=== Section Start ===

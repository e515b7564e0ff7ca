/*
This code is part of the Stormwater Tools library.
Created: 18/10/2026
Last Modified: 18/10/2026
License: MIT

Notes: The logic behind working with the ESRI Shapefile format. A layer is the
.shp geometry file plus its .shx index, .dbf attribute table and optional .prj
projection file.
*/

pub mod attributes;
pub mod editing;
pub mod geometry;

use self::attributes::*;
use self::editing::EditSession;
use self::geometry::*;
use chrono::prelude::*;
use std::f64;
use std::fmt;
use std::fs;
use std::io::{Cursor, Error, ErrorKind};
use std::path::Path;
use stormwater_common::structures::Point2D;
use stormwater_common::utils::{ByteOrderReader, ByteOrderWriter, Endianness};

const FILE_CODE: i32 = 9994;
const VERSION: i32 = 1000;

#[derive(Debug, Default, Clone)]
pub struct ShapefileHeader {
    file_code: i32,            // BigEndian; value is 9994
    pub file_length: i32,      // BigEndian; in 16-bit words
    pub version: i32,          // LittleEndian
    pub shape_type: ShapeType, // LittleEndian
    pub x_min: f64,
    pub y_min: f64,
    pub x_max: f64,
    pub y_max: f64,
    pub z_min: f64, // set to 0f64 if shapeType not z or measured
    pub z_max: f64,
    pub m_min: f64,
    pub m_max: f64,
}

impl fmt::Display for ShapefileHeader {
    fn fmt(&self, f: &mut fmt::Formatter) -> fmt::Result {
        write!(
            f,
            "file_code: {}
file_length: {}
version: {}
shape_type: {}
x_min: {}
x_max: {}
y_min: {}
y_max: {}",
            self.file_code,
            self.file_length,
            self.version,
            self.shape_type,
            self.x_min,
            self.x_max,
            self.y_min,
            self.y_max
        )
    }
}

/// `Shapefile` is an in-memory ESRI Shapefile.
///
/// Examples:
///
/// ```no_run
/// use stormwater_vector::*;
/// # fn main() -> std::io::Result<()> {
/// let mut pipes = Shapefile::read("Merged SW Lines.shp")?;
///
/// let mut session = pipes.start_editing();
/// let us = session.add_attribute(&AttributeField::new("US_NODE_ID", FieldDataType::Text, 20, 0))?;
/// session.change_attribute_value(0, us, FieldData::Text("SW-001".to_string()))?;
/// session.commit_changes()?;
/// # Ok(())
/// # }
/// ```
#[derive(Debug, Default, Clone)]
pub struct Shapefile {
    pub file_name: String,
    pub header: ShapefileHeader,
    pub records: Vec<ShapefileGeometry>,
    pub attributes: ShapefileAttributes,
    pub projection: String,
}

=== Section End ===
=== Section Start ===

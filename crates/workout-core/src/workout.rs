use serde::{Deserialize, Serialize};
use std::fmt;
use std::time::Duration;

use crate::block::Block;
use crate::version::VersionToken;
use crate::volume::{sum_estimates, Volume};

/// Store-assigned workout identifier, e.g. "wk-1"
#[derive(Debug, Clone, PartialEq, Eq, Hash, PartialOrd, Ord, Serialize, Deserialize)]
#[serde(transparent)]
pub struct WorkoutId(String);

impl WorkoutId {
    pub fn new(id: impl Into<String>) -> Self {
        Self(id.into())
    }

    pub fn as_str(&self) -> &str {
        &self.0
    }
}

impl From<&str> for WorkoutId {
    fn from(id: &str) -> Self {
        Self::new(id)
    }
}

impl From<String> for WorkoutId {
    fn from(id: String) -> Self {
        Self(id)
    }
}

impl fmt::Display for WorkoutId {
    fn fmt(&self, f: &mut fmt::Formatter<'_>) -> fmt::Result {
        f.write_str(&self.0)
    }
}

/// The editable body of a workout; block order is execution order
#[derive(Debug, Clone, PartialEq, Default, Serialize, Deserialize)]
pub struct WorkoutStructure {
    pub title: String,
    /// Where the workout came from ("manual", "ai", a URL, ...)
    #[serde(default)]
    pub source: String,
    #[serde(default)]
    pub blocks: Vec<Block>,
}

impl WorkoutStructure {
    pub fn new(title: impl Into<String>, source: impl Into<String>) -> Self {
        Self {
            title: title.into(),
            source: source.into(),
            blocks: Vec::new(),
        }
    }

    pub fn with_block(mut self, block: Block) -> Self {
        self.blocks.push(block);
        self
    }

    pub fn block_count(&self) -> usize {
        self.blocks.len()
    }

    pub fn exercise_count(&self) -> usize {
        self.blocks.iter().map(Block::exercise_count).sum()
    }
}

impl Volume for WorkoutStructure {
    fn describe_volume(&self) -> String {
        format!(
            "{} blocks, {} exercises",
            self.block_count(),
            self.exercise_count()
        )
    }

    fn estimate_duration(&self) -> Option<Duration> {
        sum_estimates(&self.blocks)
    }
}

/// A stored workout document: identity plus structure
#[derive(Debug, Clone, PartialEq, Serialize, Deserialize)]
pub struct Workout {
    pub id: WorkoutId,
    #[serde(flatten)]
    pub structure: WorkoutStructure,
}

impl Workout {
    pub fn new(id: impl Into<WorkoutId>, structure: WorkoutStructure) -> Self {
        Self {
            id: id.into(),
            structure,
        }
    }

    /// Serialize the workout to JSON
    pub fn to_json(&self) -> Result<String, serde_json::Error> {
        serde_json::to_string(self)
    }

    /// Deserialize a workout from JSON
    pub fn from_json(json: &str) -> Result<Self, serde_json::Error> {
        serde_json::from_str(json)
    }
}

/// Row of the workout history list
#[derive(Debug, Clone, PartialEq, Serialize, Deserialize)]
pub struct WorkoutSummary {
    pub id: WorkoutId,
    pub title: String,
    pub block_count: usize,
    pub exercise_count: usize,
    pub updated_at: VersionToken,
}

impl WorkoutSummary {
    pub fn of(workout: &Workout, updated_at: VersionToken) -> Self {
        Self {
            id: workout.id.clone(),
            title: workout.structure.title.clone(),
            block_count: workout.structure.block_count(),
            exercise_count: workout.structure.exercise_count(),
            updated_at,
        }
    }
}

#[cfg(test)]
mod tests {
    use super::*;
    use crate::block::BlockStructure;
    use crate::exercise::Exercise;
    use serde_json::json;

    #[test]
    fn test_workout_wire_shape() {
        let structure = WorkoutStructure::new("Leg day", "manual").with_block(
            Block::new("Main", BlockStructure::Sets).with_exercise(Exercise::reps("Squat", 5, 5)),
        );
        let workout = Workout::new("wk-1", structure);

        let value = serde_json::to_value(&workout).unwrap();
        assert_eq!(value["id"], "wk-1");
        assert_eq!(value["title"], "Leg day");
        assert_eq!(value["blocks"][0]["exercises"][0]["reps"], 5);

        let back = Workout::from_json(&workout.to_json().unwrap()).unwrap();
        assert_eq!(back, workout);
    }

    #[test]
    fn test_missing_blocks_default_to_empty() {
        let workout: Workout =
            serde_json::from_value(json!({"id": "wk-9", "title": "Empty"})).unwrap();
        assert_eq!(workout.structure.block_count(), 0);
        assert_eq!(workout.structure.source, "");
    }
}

=== Section End ===

Search the records for the word "exercises". Copy every line that has it.

            "{} blocks, {} exercises",
        assert_eq!(value["blocks"][0]["exercises"][0]["reps"], 5);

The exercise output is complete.